▶ [THE PROBLEM]: Please show all lines of the records that include "store".

▶ [MATERIAL PROVIDED]:
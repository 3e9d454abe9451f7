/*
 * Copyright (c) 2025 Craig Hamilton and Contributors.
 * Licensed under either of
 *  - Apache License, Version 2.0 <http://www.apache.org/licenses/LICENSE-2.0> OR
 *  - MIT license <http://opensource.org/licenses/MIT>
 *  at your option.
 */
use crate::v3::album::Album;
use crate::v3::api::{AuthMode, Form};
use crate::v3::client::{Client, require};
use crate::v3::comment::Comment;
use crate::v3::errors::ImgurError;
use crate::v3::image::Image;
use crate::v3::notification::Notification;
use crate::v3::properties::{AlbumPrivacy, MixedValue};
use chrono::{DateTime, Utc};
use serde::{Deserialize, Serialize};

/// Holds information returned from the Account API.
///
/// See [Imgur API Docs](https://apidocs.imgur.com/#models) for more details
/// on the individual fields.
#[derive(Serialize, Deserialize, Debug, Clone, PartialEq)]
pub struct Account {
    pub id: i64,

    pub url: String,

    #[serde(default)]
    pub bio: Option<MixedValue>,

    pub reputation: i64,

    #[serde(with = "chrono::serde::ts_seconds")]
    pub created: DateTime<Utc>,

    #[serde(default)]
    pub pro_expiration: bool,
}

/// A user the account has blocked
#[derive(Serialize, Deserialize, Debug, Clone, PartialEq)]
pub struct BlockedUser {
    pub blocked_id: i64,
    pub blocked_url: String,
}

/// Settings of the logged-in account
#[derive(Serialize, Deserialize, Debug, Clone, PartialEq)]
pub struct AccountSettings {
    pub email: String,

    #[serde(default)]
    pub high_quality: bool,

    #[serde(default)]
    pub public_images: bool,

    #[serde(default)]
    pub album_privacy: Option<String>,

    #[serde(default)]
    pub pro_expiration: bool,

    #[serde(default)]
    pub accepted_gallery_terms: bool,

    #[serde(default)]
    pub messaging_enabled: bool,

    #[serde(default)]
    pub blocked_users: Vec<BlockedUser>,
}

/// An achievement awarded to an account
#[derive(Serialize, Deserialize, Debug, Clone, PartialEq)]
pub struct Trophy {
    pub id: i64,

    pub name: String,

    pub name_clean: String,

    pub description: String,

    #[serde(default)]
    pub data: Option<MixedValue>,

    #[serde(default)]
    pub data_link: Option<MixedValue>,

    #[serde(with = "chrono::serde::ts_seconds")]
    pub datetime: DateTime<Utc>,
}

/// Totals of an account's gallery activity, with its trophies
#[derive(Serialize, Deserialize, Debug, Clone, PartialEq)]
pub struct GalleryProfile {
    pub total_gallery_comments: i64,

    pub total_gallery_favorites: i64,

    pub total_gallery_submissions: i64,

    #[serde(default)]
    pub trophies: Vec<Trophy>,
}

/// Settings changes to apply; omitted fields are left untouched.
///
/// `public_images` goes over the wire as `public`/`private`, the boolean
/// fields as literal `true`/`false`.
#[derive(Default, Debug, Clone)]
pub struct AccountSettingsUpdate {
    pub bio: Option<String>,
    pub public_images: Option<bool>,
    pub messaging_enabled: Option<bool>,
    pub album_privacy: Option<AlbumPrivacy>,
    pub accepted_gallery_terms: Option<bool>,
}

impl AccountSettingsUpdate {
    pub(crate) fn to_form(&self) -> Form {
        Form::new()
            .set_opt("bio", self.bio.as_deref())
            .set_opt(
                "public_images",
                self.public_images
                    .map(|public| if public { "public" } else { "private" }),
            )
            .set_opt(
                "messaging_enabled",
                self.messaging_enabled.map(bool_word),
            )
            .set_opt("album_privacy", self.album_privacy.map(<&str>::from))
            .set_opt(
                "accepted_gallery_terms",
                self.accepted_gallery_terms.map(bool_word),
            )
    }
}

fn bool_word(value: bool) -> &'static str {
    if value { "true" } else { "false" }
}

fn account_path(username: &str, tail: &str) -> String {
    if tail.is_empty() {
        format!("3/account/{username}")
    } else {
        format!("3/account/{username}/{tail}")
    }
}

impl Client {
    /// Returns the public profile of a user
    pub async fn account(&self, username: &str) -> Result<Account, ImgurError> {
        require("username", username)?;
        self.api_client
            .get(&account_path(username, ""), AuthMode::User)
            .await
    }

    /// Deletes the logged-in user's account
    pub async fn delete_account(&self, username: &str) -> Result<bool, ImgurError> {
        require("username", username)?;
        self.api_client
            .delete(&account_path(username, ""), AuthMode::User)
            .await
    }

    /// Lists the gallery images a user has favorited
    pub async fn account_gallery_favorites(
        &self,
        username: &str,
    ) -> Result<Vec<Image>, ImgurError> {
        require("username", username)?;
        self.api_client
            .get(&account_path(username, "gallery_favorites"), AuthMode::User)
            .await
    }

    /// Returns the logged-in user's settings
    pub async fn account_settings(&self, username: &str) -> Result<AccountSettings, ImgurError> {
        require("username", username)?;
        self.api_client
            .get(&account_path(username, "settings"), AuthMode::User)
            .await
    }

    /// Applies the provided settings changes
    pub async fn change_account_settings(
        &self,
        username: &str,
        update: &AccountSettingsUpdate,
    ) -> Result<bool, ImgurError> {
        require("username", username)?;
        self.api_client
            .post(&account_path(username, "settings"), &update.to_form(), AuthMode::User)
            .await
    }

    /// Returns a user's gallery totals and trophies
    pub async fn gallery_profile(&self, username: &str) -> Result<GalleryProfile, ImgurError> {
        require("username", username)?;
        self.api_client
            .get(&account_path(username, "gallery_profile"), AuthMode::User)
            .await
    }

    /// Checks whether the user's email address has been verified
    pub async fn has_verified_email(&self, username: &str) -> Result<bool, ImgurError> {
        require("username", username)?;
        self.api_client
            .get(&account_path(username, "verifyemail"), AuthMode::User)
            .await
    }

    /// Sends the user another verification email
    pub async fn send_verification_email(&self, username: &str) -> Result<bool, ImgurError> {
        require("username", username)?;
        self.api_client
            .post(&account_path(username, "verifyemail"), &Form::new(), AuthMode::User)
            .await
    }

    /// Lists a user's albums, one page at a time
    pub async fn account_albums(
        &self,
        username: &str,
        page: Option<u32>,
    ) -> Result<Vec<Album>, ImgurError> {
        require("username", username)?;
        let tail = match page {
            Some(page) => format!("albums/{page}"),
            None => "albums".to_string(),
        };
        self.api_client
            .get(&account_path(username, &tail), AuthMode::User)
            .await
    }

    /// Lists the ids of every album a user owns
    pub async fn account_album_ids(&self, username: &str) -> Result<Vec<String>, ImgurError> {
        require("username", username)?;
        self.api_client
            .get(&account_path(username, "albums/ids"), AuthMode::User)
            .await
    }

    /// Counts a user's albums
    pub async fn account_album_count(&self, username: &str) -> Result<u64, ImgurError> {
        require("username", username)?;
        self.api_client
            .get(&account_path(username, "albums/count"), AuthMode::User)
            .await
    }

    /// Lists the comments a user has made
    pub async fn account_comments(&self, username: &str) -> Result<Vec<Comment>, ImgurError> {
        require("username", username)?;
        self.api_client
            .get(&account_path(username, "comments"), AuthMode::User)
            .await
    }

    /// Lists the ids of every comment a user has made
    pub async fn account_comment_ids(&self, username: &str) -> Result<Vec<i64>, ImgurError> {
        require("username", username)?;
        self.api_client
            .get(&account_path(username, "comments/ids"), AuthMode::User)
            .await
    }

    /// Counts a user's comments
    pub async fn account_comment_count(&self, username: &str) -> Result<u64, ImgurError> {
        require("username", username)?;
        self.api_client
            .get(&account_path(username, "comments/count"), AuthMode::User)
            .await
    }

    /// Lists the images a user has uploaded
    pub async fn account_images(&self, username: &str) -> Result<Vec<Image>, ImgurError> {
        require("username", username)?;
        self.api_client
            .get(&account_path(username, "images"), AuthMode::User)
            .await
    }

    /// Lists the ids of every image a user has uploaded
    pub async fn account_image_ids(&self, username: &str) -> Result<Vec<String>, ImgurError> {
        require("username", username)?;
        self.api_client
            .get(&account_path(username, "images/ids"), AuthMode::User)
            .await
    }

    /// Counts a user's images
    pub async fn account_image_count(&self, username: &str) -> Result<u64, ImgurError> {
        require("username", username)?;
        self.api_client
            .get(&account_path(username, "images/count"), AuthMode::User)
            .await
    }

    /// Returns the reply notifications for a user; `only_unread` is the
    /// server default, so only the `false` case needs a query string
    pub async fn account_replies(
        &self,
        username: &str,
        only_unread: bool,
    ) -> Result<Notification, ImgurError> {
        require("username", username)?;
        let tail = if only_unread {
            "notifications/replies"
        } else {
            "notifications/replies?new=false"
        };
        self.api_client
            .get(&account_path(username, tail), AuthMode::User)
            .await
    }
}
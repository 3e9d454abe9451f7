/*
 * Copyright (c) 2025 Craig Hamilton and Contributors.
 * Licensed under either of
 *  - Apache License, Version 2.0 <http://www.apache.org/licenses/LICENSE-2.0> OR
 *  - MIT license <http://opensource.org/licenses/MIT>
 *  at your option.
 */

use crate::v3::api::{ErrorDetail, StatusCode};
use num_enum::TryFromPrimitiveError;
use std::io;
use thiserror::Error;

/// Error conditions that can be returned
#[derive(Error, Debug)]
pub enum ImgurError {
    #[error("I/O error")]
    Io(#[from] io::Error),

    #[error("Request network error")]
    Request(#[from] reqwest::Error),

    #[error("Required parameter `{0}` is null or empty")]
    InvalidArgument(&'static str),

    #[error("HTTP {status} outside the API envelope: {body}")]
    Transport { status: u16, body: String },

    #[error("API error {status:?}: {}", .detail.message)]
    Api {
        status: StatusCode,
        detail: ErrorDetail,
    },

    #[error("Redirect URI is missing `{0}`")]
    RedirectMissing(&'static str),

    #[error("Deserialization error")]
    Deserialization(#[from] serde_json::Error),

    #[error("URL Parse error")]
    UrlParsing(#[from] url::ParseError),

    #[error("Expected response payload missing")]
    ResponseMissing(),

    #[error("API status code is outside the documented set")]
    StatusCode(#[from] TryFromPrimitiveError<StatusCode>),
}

--

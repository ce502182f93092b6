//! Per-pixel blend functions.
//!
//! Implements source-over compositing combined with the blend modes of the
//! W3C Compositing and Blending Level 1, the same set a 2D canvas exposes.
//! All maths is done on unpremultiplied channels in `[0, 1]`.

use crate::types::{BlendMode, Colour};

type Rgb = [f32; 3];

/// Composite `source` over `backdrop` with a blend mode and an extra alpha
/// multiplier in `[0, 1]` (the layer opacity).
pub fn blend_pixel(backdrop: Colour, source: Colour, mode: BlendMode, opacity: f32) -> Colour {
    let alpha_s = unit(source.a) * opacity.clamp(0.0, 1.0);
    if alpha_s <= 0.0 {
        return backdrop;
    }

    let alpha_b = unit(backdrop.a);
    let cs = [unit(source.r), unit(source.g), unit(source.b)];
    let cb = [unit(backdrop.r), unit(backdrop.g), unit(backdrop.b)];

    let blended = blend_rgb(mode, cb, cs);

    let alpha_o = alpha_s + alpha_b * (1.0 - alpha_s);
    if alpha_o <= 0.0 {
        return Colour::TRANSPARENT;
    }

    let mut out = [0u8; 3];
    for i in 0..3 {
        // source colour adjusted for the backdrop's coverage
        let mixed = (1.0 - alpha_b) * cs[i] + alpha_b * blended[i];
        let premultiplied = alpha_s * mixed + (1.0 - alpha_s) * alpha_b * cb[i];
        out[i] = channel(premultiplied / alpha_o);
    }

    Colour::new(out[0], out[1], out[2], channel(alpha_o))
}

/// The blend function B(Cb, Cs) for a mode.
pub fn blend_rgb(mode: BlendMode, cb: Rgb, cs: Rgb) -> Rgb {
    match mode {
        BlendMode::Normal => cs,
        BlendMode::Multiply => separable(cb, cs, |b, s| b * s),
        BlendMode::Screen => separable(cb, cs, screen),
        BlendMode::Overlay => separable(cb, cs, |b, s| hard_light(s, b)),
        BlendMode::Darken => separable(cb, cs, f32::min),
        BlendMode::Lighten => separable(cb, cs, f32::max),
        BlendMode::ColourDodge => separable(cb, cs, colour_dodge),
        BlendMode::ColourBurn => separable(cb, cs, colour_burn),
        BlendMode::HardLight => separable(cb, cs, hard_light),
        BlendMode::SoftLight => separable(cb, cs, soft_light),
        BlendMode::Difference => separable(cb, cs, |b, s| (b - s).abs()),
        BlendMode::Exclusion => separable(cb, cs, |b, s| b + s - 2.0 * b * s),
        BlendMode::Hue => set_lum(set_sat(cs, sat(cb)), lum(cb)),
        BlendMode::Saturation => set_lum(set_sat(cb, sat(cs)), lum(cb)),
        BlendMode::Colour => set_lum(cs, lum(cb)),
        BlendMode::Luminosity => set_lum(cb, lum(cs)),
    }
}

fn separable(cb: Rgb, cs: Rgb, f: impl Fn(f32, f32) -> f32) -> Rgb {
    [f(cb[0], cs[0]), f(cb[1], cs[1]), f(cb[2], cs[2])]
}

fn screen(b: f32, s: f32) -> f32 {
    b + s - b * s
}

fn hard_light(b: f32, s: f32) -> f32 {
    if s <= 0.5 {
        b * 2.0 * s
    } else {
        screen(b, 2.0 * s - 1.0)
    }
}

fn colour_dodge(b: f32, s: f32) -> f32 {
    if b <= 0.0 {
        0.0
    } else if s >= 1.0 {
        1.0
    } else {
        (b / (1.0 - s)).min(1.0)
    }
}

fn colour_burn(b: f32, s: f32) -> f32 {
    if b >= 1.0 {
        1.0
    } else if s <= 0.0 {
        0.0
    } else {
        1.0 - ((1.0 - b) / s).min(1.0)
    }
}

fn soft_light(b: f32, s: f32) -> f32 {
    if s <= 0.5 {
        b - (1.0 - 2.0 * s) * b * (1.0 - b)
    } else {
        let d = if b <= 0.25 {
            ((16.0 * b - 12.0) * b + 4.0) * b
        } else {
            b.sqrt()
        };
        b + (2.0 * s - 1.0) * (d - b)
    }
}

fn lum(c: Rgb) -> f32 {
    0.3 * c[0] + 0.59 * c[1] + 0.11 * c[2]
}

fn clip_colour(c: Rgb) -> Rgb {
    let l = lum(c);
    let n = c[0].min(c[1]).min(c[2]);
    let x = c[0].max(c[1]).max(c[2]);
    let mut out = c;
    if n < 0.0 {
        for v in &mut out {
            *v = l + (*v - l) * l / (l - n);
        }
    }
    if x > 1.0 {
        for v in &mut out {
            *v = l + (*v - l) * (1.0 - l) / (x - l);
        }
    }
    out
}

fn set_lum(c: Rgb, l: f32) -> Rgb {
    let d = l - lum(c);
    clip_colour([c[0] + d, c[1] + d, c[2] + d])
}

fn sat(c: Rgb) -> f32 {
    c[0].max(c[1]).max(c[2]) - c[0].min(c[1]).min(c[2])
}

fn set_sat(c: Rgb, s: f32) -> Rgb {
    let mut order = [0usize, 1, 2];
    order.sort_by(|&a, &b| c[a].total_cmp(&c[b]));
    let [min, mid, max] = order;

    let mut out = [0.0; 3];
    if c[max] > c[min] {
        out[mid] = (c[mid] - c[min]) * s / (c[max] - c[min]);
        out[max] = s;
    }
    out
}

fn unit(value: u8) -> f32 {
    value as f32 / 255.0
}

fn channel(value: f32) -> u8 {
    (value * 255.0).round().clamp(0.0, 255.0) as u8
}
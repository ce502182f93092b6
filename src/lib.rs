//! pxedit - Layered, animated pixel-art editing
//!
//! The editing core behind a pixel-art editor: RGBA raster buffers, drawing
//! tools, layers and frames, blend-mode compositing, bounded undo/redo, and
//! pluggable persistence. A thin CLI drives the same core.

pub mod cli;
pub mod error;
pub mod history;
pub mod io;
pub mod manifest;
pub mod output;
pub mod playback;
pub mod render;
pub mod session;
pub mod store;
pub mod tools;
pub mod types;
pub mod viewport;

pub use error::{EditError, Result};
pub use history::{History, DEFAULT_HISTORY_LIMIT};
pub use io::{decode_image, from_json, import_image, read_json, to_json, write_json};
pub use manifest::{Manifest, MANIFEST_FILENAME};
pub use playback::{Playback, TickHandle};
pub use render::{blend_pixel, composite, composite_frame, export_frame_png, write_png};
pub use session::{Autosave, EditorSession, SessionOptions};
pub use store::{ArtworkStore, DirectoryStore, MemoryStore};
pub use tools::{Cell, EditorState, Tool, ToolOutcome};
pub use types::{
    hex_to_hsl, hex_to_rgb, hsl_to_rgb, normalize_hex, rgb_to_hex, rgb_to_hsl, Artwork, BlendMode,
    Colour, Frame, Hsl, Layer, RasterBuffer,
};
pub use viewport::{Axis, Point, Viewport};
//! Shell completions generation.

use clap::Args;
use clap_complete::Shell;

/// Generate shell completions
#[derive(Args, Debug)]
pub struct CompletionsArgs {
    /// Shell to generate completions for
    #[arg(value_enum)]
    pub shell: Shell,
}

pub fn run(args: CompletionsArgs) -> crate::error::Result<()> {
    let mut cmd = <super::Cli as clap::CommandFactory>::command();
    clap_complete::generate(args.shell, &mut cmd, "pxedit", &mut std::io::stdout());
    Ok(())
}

* * *

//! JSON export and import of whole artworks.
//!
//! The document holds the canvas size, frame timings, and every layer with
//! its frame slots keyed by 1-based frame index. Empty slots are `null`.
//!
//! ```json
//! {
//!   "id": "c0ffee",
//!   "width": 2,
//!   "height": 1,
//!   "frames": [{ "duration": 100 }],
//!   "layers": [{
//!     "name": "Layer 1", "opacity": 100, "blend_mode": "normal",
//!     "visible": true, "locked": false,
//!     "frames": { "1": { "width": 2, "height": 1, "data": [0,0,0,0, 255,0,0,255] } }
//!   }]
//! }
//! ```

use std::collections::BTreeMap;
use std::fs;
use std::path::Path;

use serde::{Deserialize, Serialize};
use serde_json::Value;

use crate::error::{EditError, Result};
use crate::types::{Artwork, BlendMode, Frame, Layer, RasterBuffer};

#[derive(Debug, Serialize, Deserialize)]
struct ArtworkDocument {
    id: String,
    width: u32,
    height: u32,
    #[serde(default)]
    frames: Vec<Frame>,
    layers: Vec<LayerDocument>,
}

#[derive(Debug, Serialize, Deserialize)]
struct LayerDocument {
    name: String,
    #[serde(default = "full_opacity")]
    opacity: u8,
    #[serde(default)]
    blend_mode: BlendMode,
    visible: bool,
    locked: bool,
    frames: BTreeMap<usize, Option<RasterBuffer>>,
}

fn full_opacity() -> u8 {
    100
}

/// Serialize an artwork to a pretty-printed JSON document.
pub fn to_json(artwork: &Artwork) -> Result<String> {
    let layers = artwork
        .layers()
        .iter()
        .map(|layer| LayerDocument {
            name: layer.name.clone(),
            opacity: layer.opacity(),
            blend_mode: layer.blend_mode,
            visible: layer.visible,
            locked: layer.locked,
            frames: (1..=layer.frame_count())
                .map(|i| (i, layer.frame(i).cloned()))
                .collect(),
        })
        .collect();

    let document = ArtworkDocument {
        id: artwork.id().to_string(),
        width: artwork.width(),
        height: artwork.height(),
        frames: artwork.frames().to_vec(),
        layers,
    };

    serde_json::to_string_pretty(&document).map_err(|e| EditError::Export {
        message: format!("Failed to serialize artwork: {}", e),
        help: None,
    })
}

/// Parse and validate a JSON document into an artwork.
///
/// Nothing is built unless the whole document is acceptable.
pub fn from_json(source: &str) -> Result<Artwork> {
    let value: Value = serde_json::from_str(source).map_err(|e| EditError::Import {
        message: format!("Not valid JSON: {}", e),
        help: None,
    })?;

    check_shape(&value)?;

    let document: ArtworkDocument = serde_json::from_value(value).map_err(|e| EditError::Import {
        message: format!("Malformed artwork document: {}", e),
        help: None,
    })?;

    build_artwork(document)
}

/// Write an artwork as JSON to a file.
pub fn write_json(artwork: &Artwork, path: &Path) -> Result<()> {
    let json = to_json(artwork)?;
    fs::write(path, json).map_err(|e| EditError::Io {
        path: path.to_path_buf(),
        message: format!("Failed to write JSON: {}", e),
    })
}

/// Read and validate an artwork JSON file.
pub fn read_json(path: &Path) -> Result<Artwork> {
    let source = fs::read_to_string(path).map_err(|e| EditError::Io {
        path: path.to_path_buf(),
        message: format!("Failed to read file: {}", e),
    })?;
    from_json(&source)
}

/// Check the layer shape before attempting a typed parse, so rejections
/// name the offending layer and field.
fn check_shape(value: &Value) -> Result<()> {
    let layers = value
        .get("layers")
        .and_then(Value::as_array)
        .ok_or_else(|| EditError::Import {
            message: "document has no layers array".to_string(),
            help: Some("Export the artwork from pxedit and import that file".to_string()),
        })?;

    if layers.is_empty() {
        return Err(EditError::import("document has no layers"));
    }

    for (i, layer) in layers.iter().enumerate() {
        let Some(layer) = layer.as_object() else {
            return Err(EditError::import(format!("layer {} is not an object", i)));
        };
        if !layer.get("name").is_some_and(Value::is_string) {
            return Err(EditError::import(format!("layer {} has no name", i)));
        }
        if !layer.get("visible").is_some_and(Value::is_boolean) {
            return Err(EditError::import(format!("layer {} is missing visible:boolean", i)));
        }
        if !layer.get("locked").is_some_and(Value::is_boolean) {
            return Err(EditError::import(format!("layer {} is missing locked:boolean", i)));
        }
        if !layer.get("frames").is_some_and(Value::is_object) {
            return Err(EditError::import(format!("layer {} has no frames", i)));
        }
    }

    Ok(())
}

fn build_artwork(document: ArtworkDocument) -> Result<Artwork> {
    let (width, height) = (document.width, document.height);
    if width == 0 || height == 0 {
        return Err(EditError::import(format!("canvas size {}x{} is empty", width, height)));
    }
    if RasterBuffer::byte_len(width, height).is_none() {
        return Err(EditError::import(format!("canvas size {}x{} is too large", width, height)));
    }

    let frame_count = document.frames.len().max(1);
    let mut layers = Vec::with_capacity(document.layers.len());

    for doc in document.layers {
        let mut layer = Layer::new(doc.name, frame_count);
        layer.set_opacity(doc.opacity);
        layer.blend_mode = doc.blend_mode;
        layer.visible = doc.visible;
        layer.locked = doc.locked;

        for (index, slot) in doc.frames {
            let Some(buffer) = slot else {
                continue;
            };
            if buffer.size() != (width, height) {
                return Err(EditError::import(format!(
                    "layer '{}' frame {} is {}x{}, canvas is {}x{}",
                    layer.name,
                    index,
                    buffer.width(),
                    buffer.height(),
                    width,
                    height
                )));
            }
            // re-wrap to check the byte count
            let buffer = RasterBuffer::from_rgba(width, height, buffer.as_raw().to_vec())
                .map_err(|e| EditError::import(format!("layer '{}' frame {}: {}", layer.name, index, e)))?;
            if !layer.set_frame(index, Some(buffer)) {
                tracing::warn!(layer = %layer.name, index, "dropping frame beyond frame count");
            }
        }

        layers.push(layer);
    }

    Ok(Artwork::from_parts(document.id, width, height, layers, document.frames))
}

▶ [WRITTEN REPLY]:
pub mod store;
pub use store::{ArtworkStore, DirectoryStore, MemoryStore};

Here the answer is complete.